講座を開いたのは春日井市のNPO法人「てとりん」。10年に設立し、毎月第3土曜日に「家族介護者のつどい」を開く。設立時から携わる看護師で、代表理事の岩月万季代さん(52)は当時、働きながら母の介護が始まり「母が衰えていくことを受け止めるのはしんどい。介護者が気持ちを言い合える場がほしかった」。当初から牧野さんらの助言を受け、続けてきた。
好評で市外からも訪れるといい、地域に広めたいと講座を企画。地元住民ら約20人が参加し、進行役や介護者役を体験した。参加者で、複数の介護者の会に顔を出すという男性(58)は「仲がいい人だけで話し、新しい人が入りづらい会もある」。
牧野さんによると、会を続けるポイントの一つが「参加者を否定、批判したり、指導したりしないこと」。参加者は突然の介護に混乱し、不安だ。まず、たまった気持ちをはき出せる雰囲気を作る。ケアマネジャーや介護福祉士ら専門職が輪にいると介護サービスにつなげたり、一方的に指導したりしがちだが「必要な情報を押しつけにならないよう、示してもらえたら」。
もう一つが「横のつながり」。専門職も介護者も対等の立場で参加する。アラジン事務局長の中島由利子さん(69)は「介護者は自ら問題を解決する力がある」といい、経験を押しつけず、気持ちに寄り添い、解決策を見つけるのを待つ姿勢が大切という。
具体的な進行方法としては、皆が輪になるなどして自己紹介で1巡し、2巡目で困りごとを聞く。「要介護者が夜、眠ってくれない」など、参加者から共通の話題を引き出す。回を重ねるとそれぞれの参加者の状態がつかめ、進行役も話を振りやすくなり、自然と盛り上がるようになる。

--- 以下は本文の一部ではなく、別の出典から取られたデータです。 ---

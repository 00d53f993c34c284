/// Initialize tracing for the application.
pub fn init(default_level: &str) {
    let lvl = match default_level.to_lowercase().as_str() {
        "error" => tracing::Level::ERROR,
        "warn" | "warning" => tracing::Level::WARN,
        "debug" => tracing::Level::DEBUG,
        "trace" => tracing::Level::TRACE,
        _ => tracing::Level::INFO,
    };

    // try_init so tests and embedding applications can call this more than once
    let _ = tracing_subscriber::fmt()
        .with_max_level(lvl)
        .with_target(false)
        .try_init();
}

中島さんは「進行役は参加者の悩みを抱え込まず、支援者で共有することが活動を長続きさせるこつ」と話す。
◆高まるニーズ
厚生労働省によると、要介護・要支援の認定者数は20年で約3倍に増え、昨年は約660万人に。介護者も増え、介護離職や遠距離介護など課題も多様化する一方、介護保険には介護者を直接支援する仕組みはなく、介護者の会のような場の必要性が高まっている。
当事者のほかボランティア、介護事業者、地域包括支援センターなどが開いており、名称や運営方法もさまざま。認知症の人や家族らが集う「認知症カフェ」だけでも約7000カ所(18年度)に上る。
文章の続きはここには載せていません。